The information content is calculated from the objects’ description sets containing all
the statements describing the given objects and is based on the number of new RDF
statements that can be generated by applying a certain set of inference rules to the
predicate.
    The similarity measure introduced by Zadeh and Reformat (2013) is similar to ours
in the sense that it uses Tversky’s feature-based model for calculating similarity and
then calculates object’s common and distinctive features by observing all the relations
the objects have in the given ontology.
    In the realm of “Conceptual Spaces” proposed by Gärdenfors (2004) the concepts
can be seen as convex regions in a conceptual space, whereas instances correspond
to points. The conceptual spaces are constructed using primitive quality dimensions
which represent various qualities of objects (e.g., color, shape, size). These dimensions
of conceptual spaces provide the means for determining similarity between concepts
and instances which can be defined as the inverse of their distance in the space.
    Recently, Conceptual Spaces have been integrated with ontological formalisms to
form hybrid knowledge bases by Lieto et al. (2015). Since the points are represented as
vectors of the point coordinates (representing various object dimensions), their mutual
similarity is calculated as cosine similarity.


6   Conclusions and future work

In this work we present an approach to calculate similarity based on properties defined
in an ontology, as well as insights on which other factors can be included to improve
this similarity in different contexts.

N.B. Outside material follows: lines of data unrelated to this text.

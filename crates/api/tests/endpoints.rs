use axum::{
    body::{to_bytes, Body},
    http::{header, Method, Request, StatusCode},
    Router,
};
use chrono::{DateTime, Utc};
use serde_json::{json, Value};
use tower::ServiceExt;

const KNOWN_PATHS: &[&str] = &[
    "/live-scores",
    "/grizzlies-analytics",
    "/perfect-game-analytics",
    "/blaze-analytics",
    "/nil-valuation",
    "/character-assessment",
];

struct Reply {
    status: StatusCode,
    headers: axum::http::HeaderMap,
    body: Vec<u8>,
}

impl Reply {
    fn json(&self) -> Value {
        serde_json::from_slice(&self.body).expect("response body is JSON")
    }
}

async fn send(app: &Router, method: Method, uri: &str, body: Option<&str>) -> Reply {
    let builder = Request::builder().method(method).uri(uri);
    let request = match body {
        Some(b) => builder
            .header("content-type", "application/json")
            .body(Body::from(b.to_string()))
            .expect("failed to build json request"),
        None => builder.body(Body::empty()).expect("failed to build request"),
    };

    let response = app.clone().oneshot(request).await.expect("router request failed");
    let status = response.status();
    let headers = response.headers().clone();
    let body = to_bytes(response.into_body(), usize::MAX)
        .await
        .expect("failed to read response body")
        .to_vec();
    Reply {
        status,
        headers,
        body,
    }
}

async fn get(uri: &str) -> Reply {
    send(&blaze_api::app(), Method::GET, uri, None).await
}

fn assert_envelope(v: &Value) {
    assert!(v["success"].is_boolean(), "{v}");
    let ts = v["timestamp"].as_str().expect("timestamp present");
    let ts: DateTime<Utc> = ts.parse().expect("timestamp is ISO-8601");
    assert!(ts <= Utc::now());
}

fn assert_cors(headers: &axum::http::HeaderMap) {
    assert_eq!(headers[header::ACCESS_CONTROL_ALLOW_ORIGIN], "*");
    assert_eq!(headers[header::ACCESS_CONTROL_ALLOW_HEADERS], "Content-Type");
    assert_eq!(headers[header::ACCESS_CONTROL_ALLOW_METHODS], "GET, POST, OPTIONS");
}

fn strip_timestamps(v: &mut Value) {
    match v {
        Value::Object(map) => {
            map.remove("timestamp");
            map.values_mut().for_each(strip_timestamps);
        }
        Value::Array(items) => items.iter_mut().for_each(strip_timestamps),
        _ => {}
    }
}

#[tokio::test]
async fn live_scores_for_mlb() {
    let reply = get("/live-scores?sport=mlb").await;
    assert_eq!(reply.status, StatusCode::OK);
    assert_eq!(reply.headers[header::CACHE_CONTROL], "public, max-age=60");
    assert_eq!(reply.headers[header::CONTENT_TYPE], "application/json");
    assert_cors(&reply.headers);

    let v = reply.json();
    assert_envelope(&v);
    assert_eq!(v["success"], true);
    assert_eq!(v["sport"], "MLB");
    assert_eq!(v["count"], 2);
    assert_eq!(v["scores"][0]["home"]["team"], "St. Louis Cardinals");
}

#[tokio::test]
async fn live_scores_unknown_sport() {
    let reply = get("/live-scores?sport=curling").await;
    assert_eq!(reply.status, StatusCode::BAD_REQUEST);
    assert!(reply.headers.get(header::CACHE_CONTROL).is_none());
    let v = reply.json();
    assert_envelope(&v);
    assert_eq!(v["success"], false);
    assert_eq!(v["error"], "Sport not found");
    assert_eq!(v["available_sports"], json!(["all", "mlb", "nfl", "ncaa", "nba"]));
}

#[tokio::test]
async fn blaze_team_predictions() {
    let reply = get("/blaze-analytics?team=cardinals").await;
    assert_eq!(reply.status, StatusCode::OK);
    assert!(reply.headers.get(header::CACHE_CONTROL).is_none());
    let v = reply.json();
    assert_envelope(&v);
    assert_eq!(v["predictions"]["win_probability_tonight"], 0.617);
    assert_eq!(v["predictions"]["playoff_chances"], 0.67);
}

#[tokio::test]
async fn blaze_unknown_team() {
    let reply = get("/blaze-analytics?team=wizards").await;
    assert_eq!(reply.status, StatusCode::BAD_REQUEST);
    let v = reply.json();
    assert_envelope(&v);
    assert_eq!(v["error"], "Team not found");
    let teams = v["available_teams"].as_array().unwrap();
    assert!(teams.contains(&json!("cardinals")));
}

#[tokio::test]
async fn blaze_unknown_league_lists_exactly_the_known_keys() {
    let v = get("/blaze-analytics?league=xfl").await.json();
    assert_eq!(v["error"], "League not found");
    assert_eq!(
        v["available_leagues"],
        json!(["mlb", "nfl", "nba", "college_football"])
    );
}

#[tokio::test]
async fn blaze_league_beats_team() {
    let v = get("/blaze-analytics?team=cardinals&league=nba").await.json();
    assert_eq!(v["league"], "NBA");
    assert!(v.get("predictions").is_none());
}

#[tokio::test]
async fn blaze_platform_metrics() {
    let v = get("/blaze-analytics?metrics=true").await.json();
    assert_eq!(v["platform_metrics"]["accuracy_rate"], 0.946);
    let v = get("/blaze-analytics?platform=true").await.json();
    assert!(v["platform_metrics"]["team_readiness"]["cardinals"].is_number());
}

#[tokio::test]
async fn character_assessment_from_body() {
    let app = blaze_api::app();
    let body = r#"{"playerId":"p1","dataPoints":{"clutchPerformance":0.9,"consistencyScore":0.8,"teamworkRating":0.85,"pressureResponse":0.75}}"#;
    let reply = send(&app, Method::POST, "/character-assessment", Some(body)).await;
    assert_eq!(reply.status, StatusCode::OK);
    assert_eq!(reply.headers[header::CACHE_CONTROL], "public, max-age=600");

    let v = reply.json();
    assert_envelope(&v);
    let a = &v["characterAssessment"];
    assert_eq!(a["overallScore"], 84);
    assert_eq!(a["traitScores"]["grit"]["grade"], "A");
    let weights: f64 = a["traitScores"]
        .as_object()
        .unwrap()
        .values()
        .map(|t| t["weight"].as_f64().unwrap())
        .sum();
    assert!((weights - 1.0).abs() <= 1e-6);
}

#[tokio::test]
async fn character_assessment_from_query() {
    let reply = get(
        "/character-assessment?playerId=p1&clutchPerformance=0.9&consistencyScore=0.8&teamworkRating=0.85&pressureResponse=0.75",
    )
    .await;
    assert_eq!(reply.status, StatusCode::OK);
    assert_eq!(reply.json()["characterAssessment"]["overallScore"], 84);
}

#[tokio::test]
async fn character_assessment_requires_player_id() {
    let app = blaze_api::app();
    let reply = send(&app, Method::POST, "/character-assessment", Some("{}")).await;
    assert_eq!(reply.status, StatusCode::BAD_REQUEST);
    let v = reply.json();
    assert_envelope(&v);
    assert_eq!(v["error"], "playerId is required");
}

#[tokio::test]
async fn nil_valuation_for_sec_quarterback() {
    let reply = get("/nil-valuation?sport=football&position=qb&conference=SEC").await;
    assert_eq!(reply.status, StatusCode::OK);
    assert_eq!(reply.headers[header::CACHE_CONTROL], "public, max-age=300");

    let v = reply.json();
    assert_envelope(&v);
    let total = v["nilValuation"]["totalAnnualValue"].as_i64().unwrap();
    let deals = &v["dealRecommendations"];
    let split: i64 = ["endorsements", "socialMedia", "appearances", "merchandise"]
        .iter()
        .map(|k| deals[*k].as_i64().unwrap())
        .sum();
    assert!((split - total).abs() <= 4, "{split} vs {total}");
    assert!(v["nilValuation"]["breakdown"]["socialMediaBonus"].is_number());
}

#[tokio::test]
async fn nil_valuation_from_body() {
    let app = blaze_api::app();
    let body = r#"{"sport":"basketball","position":"pg","socialMedia":{"instagram":10000}}"#;
    let reply = send(&app, Method::POST, "/nil-valuation", Some(body)).await;
    assert_eq!(reply.status, StatusCode::OK);
    let v = reply.json();
    assert_eq!(v["nilValuation"]["totalAnnualValue"], 140_005);
    assert_eq!(v["projections"]["professionalPotential"], "High");
}

#[tokio::test]
async fn nil_valuation_rejects_malformed_body() {
    let app = blaze_api::app();
    let reply = send(&app, Method::POST, "/nil-valuation", Some("{\"sport\":")).await;
    assert_eq!(reply.status, StatusCode::BAD_REQUEST);
    let v = reply.json();
    assert_envelope(&v);
    assert_eq!(v["error"], "Invalid request body");
}

#[tokio::test]
async fn nil_valuation_requires_sport() {
    let reply = get("/nil-valuation?position=qb").await;
    assert_eq!(reply.status, StatusCode::BAD_REQUEST);
    assert_eq!(reply.json()["error"], "sport is required");
}

#[tokio::test]
async fn grizzlies_team_metrics() {
    let reply = get("/grizzlies-analytics?metric=teamMetrics").await;
    assert_eq!(reply.status, StatusCode::OK);
    let v = reply.json();
    assert_envelope(&v);
    assert_eq!(v["data"]["gritScore"], 0.92);
    assert_eq!(v["data"]["defensiveRating"], 108.3);
}

#[tokio::test]
async fn perfect_game_rankings_by_year() {
    let reply = get("/perfect-game-analytics?category=rankings&graduationYear=2025").await;
    assert_eq!(reply.status, StatusCode::OK);
    let v = reply.json();
    assert_eq!(v["count"], 2);
    assert_eq!(v["data"][0]["rank"], 1);

    let reply = get("/perfect-game-analytics?category=scouting").await;
    assert_eq!(reply.status, StatusCode::BAD_REQUEST);
    assert!(reply.json()["available_categories"]
        .as_array()
        .unwrap()
        .contains(&json!("austinInsights")));
}

#[tokio::test]
async fn options_preflight_on_every_known_path() {
    let app = blaze_api::app();
    for path in KNOWN_PATHS {
        let reply = send(&app, Method::OPTIONS, path, None).await;
        assert_eq!(reply.status, StatusCode::OK, "{path}");
        assert!(reply.body.is_empty(), "{path}");
        assert_cors(&reply.headers);
    }
}

#[tokio::test]
async fn unknown_path_is_404_envelope() {
    let reply = get("/live-scores/extra").await;
    assert_eq!(reply.status, StatusCode::NOT_FOUND);
    assert_cors(&reply.headers);
    let v = reply.json();
    assert_envelope(&v);
    assert_eq!(v["success"], false);
    assert_eq!(v["error"], "Not found");
}

#[tokio::test]
async fn wrong_method_is_405_envelope() {
    let app = blaze_api::app();
    let reply = send(&app, Method::POST, "/live-scores", Some("{}")).await;
    assert_eq!(reply.status, StatusCode::METHOD_NOT_ALLOWED);
    let v = reply.json();
    assert_envelope(&v);
    assert_eq!(v["error"], "Method not allowed");

    let reply = send(&app, Method::DELETE, "/nil-valuation", None).await;
    assert_eq!(reply.status, StatusCode::METHOD_NOT_ALLOWED);
}

#[tokio::test]
async fn identical_requests_differ_only_in_timestamp() {
    for uri in [
        "/live-scores",
        "/blaze-analytics",
        "/perfect-game-analytics?category=developmentPathways",
        "/character-assessment?playerId=steady-7",
        "/nil-valuation?sport=baseball&position=of&instagram=5000",
    ] {
        let mut a = get(uri).await.json();
        let mut b = get(uri).await.json();
        strip_timestamps(&mut a);
        strip_timestamps(&mut b);
        assert_eq!(a, b, "{uri}");
    }
}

We limited ourselves to presenting the approach
only for the instances in the ontology, although the approach can be applied to classes
and classes defined as property restrictions as well. In addition, this approach can be
applied to linked open data Bizer et al. (2009) or any other structure where the objects
are described by means of their properties. For example, it would be interesting to apply
our measure of similarity to ConceptNet Speer and Havasi (2013), where an edge which
connects two nodes can be seen as a property and a target concept as its value.
    In the case presented here, the prerequisite is the ontology with explicitly defined
properties for classes, rather than only a simple taxonomy of concepts. We only dealt
with object type properties in this work, since data type properties, such as literals,
require more complex analysis.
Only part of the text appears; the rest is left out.